//! Line-list rendering for scene scaffolding and overlay glyphs.
//!
//! One growable vertex buffer redrawn each frame: ground grid, domain
//! frame, tumor boundary ring, vessel supply rings, scale bar, and the
//! per-entity detail glyphs (direction indicators, payload bars, marker
//! rings). Everything is plain `LineList` geometry with vertex color.

use bytemuck::{Pod, Zeroable};
use glam::{Mat4, Vec3};

#[repr(C)]
#[derive(Copy, Clone, Debug, Pod, Zeroable)]
pub struct LineVertex {
    pub position: [f32; 3],
    pub color: [f32; 4],
}

#[repr(C)]
#[derive(Copy, Clone, Pod, Zeroable)]
struct LineCameraUniform {
    view_proj: [[f32; 4]; 4],
}

/// Append one segment to a line-list vertex vec.
pub fn push_line(out: &mut Vec<LineVertex>, from: Vec3, to: Vec3, color: [f32; 4]) {
    out.push(LineVertex {
        position: from.to_array(),
        color,
    });
    out.push(LineVertex {
        position: to.to_array(),
        color,
    });
}

/// A circle on the ground plane (XZ) at the given height.
pub fn push_circle(
    out: &mut Vec<LineVertex>,
    center: Vec3,
    radius: f32,
    segments: u32,
    color: [f32; 4],
) {
    let segments = segments.max(3);
    let mut previous = center + Vec3::new(radius, 0.0, 0.0);
    for s in 1..=segments {
        let angle = s as f32 / segments as f32 * std::f32::consts::TAU;
        let next = center + Vec3::new(radius * angle.cos(), 0.0, radius * angle.sin());
        push_line(out, previous, next, color);
        previous = next;
    }
}

/// Regular grid across the ground plane, centered on the origin.
pub fn push_ground_grid(out: &mut Vec<LineVertex>, extent: f32, spacing: f32, color: [f32; 4]) {
    if spacing <= 0.0 || extent <= 0.0 {
        return;
    }
    let half = extent * 0.5;
    let lines = (extent / spacing).floor() as i32;
    for i in 0..=lines {
        let offset = -half + i as f32 * spacing;
        push_line(
            out,
            Vec3::new(offset, 0.0, -half),
            Vec3::new(offset, 0.0, half),
            color,
        );
        push_line(
            out,
            Vec3::new(-half, 0.0, offset),
            Vec3::new(half, 0.0, offset),
            color,
        );
    }
}

/// The domain boundary as a square frame on the ground plane.
pub fn push_domain_frame(out: &mut Vec<LineVertex>, extent: f32, color: [f32; 4]) {
    let h = extent * 0.5;
    let corners = [
        Vec3::new(-h, 0.0, -h),
        Vec3::new(h, 0.0, -h),
        Vec3::new(h, 0.0, h),
        Vec3::new(-h, 0.0, h),
    ];
    for i in 0..4 {
        push_line(out, corners[i], corners[(i + 1) % 4], color);
    }
}

/// A physical scale bar with end ticks, placed near the domain edge.
pub fn push_scale_bar(out: &mut Vec<LineVertex>, origin: Vec3, length: f32, color: [f32; 4]) {
    let end = origin + Vec3::new(length, 0.0, 0.0);
    push_line(out, origin, end, color);
    let tick = Vec3::new(0.0, 0.0, length * 0.05);
    push_line(out, origin - tick, origin + tick, color);
    push_line(out, end - tick, end + tick, color);
}

pub struct LineRenderer {
    pipeline: wgpu::RenderPipeline,
    camera_buffer: wgpu::Buffer,
    bind_group: wgpu::BindGroup,
    vertex_buffer: wgpu::Buffer,
    vertex_capacity: usize,
    vertex_count: u32,
}

impl LineRenderer {
    const INITIAL_VERTICES: usize = 8192;

    pub fn new(device: &wgpu::Device, config: &wgpu::SurfaceConfiguration) -> Self {
        let camera_buffer = device.create_buffer(&wgpu::BufferDescriptor {
            label: Some("Line Camera Buffer"),
            size: std::mem::size_of::<LineCameraUniform>() as u64,
            usage: wgpu::BufferUsages::UNIFORM | wgpu::BufferUsages::COPY_DST,
            mapped_at_creation: false,
        });

        let bind_group_layout =
            device.create_bind_group_layout(&wgpu::BindGroupLayoutDescriptor {
                label: Some("Line Bind Group Layout"),
                entries: &[wgpu::BindGroupLayoutEntry {
                    binding: 0,
                    visibility: wgpu::ShaderStages::VERTEX,
                    ty: wgpu::BindingType::Buffer {
                        ty: wgpu::BufferBindingType::Uniform,
                        has_dynamic_offset: false,
                        min_binding_size: None,
                    },
                    count: None,
                }],
            });

        let bind_group = device.create_bind_group(&wgpu::BindGroupDescriptor {
            label: Some("Line Bind Group"),
            layout: &bind_group_layout,
            entries: &[wgpu::BindGroupEntry {
                binding: 0,
                resource: camera_buffer.as_entire_binding(),
            }],
        });

        let vertex_buffer = Self::create_vertex_buffer(device, Self::INITIAL_VERTICES);

        let pipeline_layout = device.create_pipeline_layout(&wgpu::PipelineLayoutDescriptor {
            label: Some("Line Pipeline Layout"),
            bind_group_layouts: &[&bind_group_layout],
            push_constant_ranges: &[],
        });

        let shader = device.create_shader_module(wgpu::ShaderModuleDescriptor {
            label: Some("Line Shader"),
            source: wgpu::ShaderSource::Wgsl(include_str!("../../shaders/lines.wgsl").into()),
        });

        let pipeline = device.create_render_pipeline(&wgpu::RenderPipelineDescriptor {
            label: Some("Line Pipeline"),
            layout: Some(&pipeline_layout),
            vertex: wgpu::VertexState {
                module: &shader,
                entry_point: Some("vs_main"),
                buffers: &[wgpu::VertexBufferLayout {
                    array_stride: std::mem::size_of::<LineVertex>() as wgpu::BufferAddress,
                    step_mode: wgpu::VertexStepMode::Vertex,
                    attributes: &[
                        wgpu::VertexAttribute {
                            offset: 0,
                            shader_location: 0,
                            format: wgpu::VertexFormat::Float32x3,
                        },
                        wgpu::VertexAttribute {
                            offset: 12,
                            shader_location: 1,
                            format: wgpu::VertexFormat::Float32x4,
                        },
                    ],
                }],
                compilation_options: Default::default(),
            },
            fragment: Some(wgpu::FragmentState {
                module: &shader,
                entry_point: Some("fs_main"),
                targets: &[Some(wgpu::ColorTargetState {
                    format: config.format,
                    blend: Some(wgpu::BlendState::ALPHA_BLENDING),
                    write_mask: wgpu::ColorWrites::ALL,
                })],
                compilation_options: Default::default(),
            }),
            primitive: wgpu::PrimitiveState {
                topology: wgpu::PrimitiveTopology::LineList,
                cull_mode: None,
                ..Default::default()
            },
            depth_stencil: Some(wgpu::DepthStencilState {
                format: wgpu::TextureFormat::Depth32Float,
                depth_write_enabled: false,
                depth_compare: wgpu::CompareFunction::Less,
                stencil: wgpu::StencilState::default(),
                bias: wgpu::DepthBiasState::default(),
            }),
            multisample: wgpu::MultisampleState::default(),
            multiview: None,
            cache: None,
        });

        Self {
            pipeline,
            camera_buffer,
            bind_group,
            vertex_buffer,
            vertex_capacity: Self::INITIAL_VERTICES,
            vertex_count: 0,
        }
    }

    fn create_vertex_buffer(device: &wgpu::Device, capacity: usize) -> wgpu::Buffer {
        device.create_buffer(&wgpu::BufferDescriptor {
            label: Some("Line Vertex Buffer"),
            size: (capacity * std::mem::size_of::<LineVertex>()) as u64,
            usage: wgpu::BufferUsages::VERTEX | wgpu::BufferUsages::COPY_DST,
            mapped_at_creation: false,
        })
    }

    pub fn prepare(
        &mut self,
        device: &wgpu::Device,
        queue: &wgpu::Queue,
        view_proj: Mat4,
        vertices: &[LineVertex],
    ) {
        queue.write_buffer(
            &self.camera_buffer,
            0,
            bytemuck::bytes_of(&LineCameraUniform {
                view_proj: view_proj.to_cols_array_2d(),
            }),
        );

        self.vertex_count = vertices.len() as u32;
        if vertices.is_empty() {
            return;
        }
        if vertices.len() > self.vertex_capacity {
            let mut capacity = self.vertex_capacity;
            while capacity < vertices.len() {
                capacity *= 2;
            }
            self.vertex_buffer = Self::create_vertex_buffer(device, capacity);
            self.vertex_capacity = capacity;
        }
        queue.write_buffer(&self.vertex_buffer, 0, bytemuck::cast_slice(vertices));
    }

    pub fn render_in_pass(&self, render_pass: &mut wgpu::RenderPass<'_>) {
        if self.vertex_count == 0 {
            return;
        }
        render_pass.set_pipeline(&self.pipeline);
        render_pass.set_bind_group(0, &self.bind_group, &[]);
        render_pass.set_vertex_buffer(0, self.vertex_buffer.slice(..));
        render_pass.draw(0..self.vertex_count, 0..1);
    }
}

#[cfg(test)]
mod tests {
    use super::*;

    const WHITE: [f32; 4] = [1.0, 1.0, 1.0, 1.0];

    #[test]
    fn circle_closes_back_on_its_start() {
        let mut out = Vec::new();
        push_circle(&mut out, Vec3::ZERO, 10.0, 32, WHITE);
        assert_eq!(out.len(), 32 * 2);
        let first = Vec3::from_array(out[0].position);
        let last = Vec3::from_array(out[out.len() - 1].position);
        assert!(first.distance(last) < 1e-4);
    }

    #[test]
    fn grid_covers_both_axes_evenly() {
        let mut out = Vec::new();
        push_ground_grid(&mut out, 600.0, 50.0, WHITE);
        // 13 lines per axis (inclusive of both edges), 2 verts per line
        assert_eq!(out.len(), 13 * 2 * 2);
        // Degenerate inputs draw nothing
        let mut none = Vec::new();
        push_ground_grid(&mut none, 600.0, 0.0, WHITE);
        assert!(none.is_empty());
    }

    #[test]
    fn frame_has_four_edges() {
        let mut out = Vec::new();
        push_domain_frame(&mut out, 600.0, WHITE);
        assert_eq!(out.len(), 8);
        for v in &out {
            assert_eq!(v.position[1], 0.0, "frame lies on the ground plane");
            assert!(v.position[0].abs() <= 300.0 + 1e-4);
            assert!(v.position[2].abs() <= 300.0 + 1e-4);
        }
    }

    #[test]
    fn scale_bar_has_a_body_and_two_ticks() {
        let mut out = Vec::new();
        push_scale_bar(&mut out, Vec3::new(-250.0, 0.0, 280.0), 100.0, WHITE);
        assert_eq!(out.len(), 6);
        let body_len =
            Vec3::from_array(out[0].position).distance(Vec3::from_array(out[1].position));
        assert!((body_len - 100.0).abs() < 1e-4);
    }
}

******

| Instructions to follow |
Would you copy out exactly the lines above that start at the one containing "pub position: [f32;" and end at the one containing "push_line(out, previous, next, color);", inclusive?

| Reply to the exercise |
    pub position: [f32; 3],
    pub color: [f32; 4],
}

#[repr(C)]
#[derive(Copy, Clone, Pod, Zeroable)]
struct LineCameraUniform {
    view_proj: [[f32; 4]; 4],
}

/// Append one segment to a line-list vertex vec.
pub fn push_line(out: &mut Vec<LineVertex>, from: Vec3, to: Vec3, color: [f32; 4]) {
    out.push(LineVertex {
        position: from.to_array(),
        color,
    });
    out.push(LineVertex {
        position: to.to_array(),
        color,
    });
}

/// A circle on the ground plane (XZ) at the given height.
pub fn push_circle(
    out: &mut Vec<LineVertex>,
    center: Vec3,
    radius: f32,
    segments: u32,
    color: [f32; 4],
) {
    let segments = segments.max(3);
    let mut previous = center + Vec3::new(radius, 0.0, 0.0);
    for s in 1..=segments {
        let angle = s as f32 / segments as f32 * std::f32::consts::TAU;
        let next = center + Vec3::new(radius * angle.cos(), 0.0, radius * angle.sin());
        push_line(out, previous, next, color);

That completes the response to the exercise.